By now, most Malaysians know that the standard operating procedure enforced by the authorities in light of the Covid-19 pandemic is basically meant to contain the spread of the scourge in our society – while the world waits anxiously for its vaccine.
In practical terms, it means that we all adhere to the standard operating procedure, such as observing physical distancing, wearing face masks, washing our hands, staying clear of crowded places and undergoing self-quarantine, among other things, to protect ourselves and others as well.
That is how important this procedure should be to us all. To ensure that this message is not lost on all of us, we are reminded by the authorities that offenders could face maximum penalties of a RM1,000 fine and six months’ jail under the Prevention and Control of Infectious Diseases Act 1988.
This explains why some social media users were cynical and others outraged when Prime Minister Muhyiddin Yassin assured fellow Malaysians in a televised address recently that there were no double standards in enforcing the standard operating procedure.
Hundreds of ordinary citizens have been arrested and punished for having flouted this procedure, some fined on the spot while a few were sent to jail. The rotan, to borrow a term Muhyiddin used, has already been used in this context.
And yet, ordinary Malaysians have not heard of politicians, particularly ministers, being given due punishment for having committed similar violations. A few of them instead got only a slap on the wrist.

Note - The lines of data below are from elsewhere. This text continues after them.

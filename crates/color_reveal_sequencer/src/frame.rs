// SPDX-License-Identifier: MIT OR Apache-2.0
//! Per-frame paint lists.

use crate::layer::LayerId;
use crate::sequencer::LayerSequencer;
use color_reveal_shape::{compute_path, AnimationKind, Rect, RevealPath};
use serde::{Deserialize, Serialize};

/// One queued layer, ready to paint
#[derive(Debug, Clone, PartialEq, Serialize, Deserialize)]
pub struct PaintedLayer<C> {
    /// Source layer
    pub id: LayerId,
    /// Fill color
    pub color: C,
    /// Layer progress the path was computed for
    pub progress: f32,
    /// Region to fill
    pub path: RevealPath,
}

/// Everything a renderer needs for one frame.
///
/// Fill the rect with `background`, then each entry of `layers` in order.
#[derive(Debug, Clone, PartialEq, Serialize, Deserialize)]
pub struct RevealFrame<C> {
    /// Target rect
    pub rect: Rect,
    /// Committed base color
    pub background: C,
    /// Queued layers, oldest first
    pub layers: Vec<PaintedLayer<C>>,
}

impl<C: Clone> LayerSequencer<C> {
    /// Build the paint list for the current state
    pub fn frame(&self, rect: Rect, kind: AnimationKind) -> RevealFrame<C> {
        let layers = self
            .layers()
            .map(|layer| PaintedLayer {
                id: layer.id,
                color: layer.color.clone(),
                progress: layer.progress(),
                path: compute_path(rect, layer.progress(), kind),
            })
            .collect();

        RevealFrame {
            rect,
            background: self.base_color().clone(),
            layers,
        }
    }
}
// SPDX-License-Identifier: MIT OR Apache-2.0
//! Reveal-mask geometry for color transitions.
//!
//! This crate computes the shape that covers a rectangle while a new
//! background color sweeps in:
//! - Horizontal and vertical wipes
//! - Corner wedges at arbitrary angles
//! - Circles growing from the center
//!
//! ## Architecture
//!
//! Everything here is a pure function of its inputs:
//! - [`Rect`], [`Point`] and [`Angle`] describe the space
//! - [`AnimationKind`] selects the sweep
//! - [`compute_path`] maps `(rect, progress, kind)` to a [`RevealPath`]

pub mod geometry;
pub mod kind;
pub mod path;
pub mod generator;

pub use geometry::{Angle, Point, Rect};
pub use kind::AnimationKind;
pub use path::RevealPath;
pub use generator::compute_path;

In this regard, the case of Plantation Industries and Commodities Minister Khairuddin Aman Razali, who flouted the mandatory 14-day quarantine, stuck out like a sore thumb. Lest we forget, Khairuddin attended a parliamentary session and had meetings with others soon after his return from a hushed trip to Turkey. The rule says he should have been quarantined irrespective of whether he was infected. It is obviously a necessary precaution.
Observing the standard operating procedure becomes all the more vital, especially after the end of the recent Sabah state election on 26 September. Since then, a number of politicians, particularly ministers, have been tested positive for Covid-19, a situation referred to by many social media users as #KlusterMenteri.
And since then, there has been a significant spike in the number of Covid-19 infections in a few parts of the country, as well as few deaths – which is indeed worrying.
Another movement control order, as a move to stem the tide, is likely to further cripple the already ailing economy.
The public admission by Religious Affairs Minister Zulkifli Mohamad Al-Bakri that he tested positive for Covid-19 should have raised a red flag to all concerned, especially the federal cabinet.
This is apart from the fact that there were a few other politicians from both sides of the divide who tested positive for Covid-19, mostly contracted during the Sabah elections campaign period.
Like many other ruling politicians, Zulkifli met a lot of people in his daily routine. He had met with various individuals and groups, including those from the National Security Council and three local universities. His range of exposure was wide.
It was, therefore, a step in the right direction that a directive was reportedly issued to all cabinet ministers to take a Covid-19 swab test as soon as possible, and it was incumbent upon them to declare their health status as it might affect others who often encounter them, particularly members of the media.
But it is equally important that appropriate punishment is meted out to Muhyiddin’s cabinet colleagues should any of them violate the standard operating procedure.
By doing so, the government would be sending an important message that it is willing to walk the talk in this fight against the scourge that defies social status, ethnicity, and political, cultural and religious affiliations.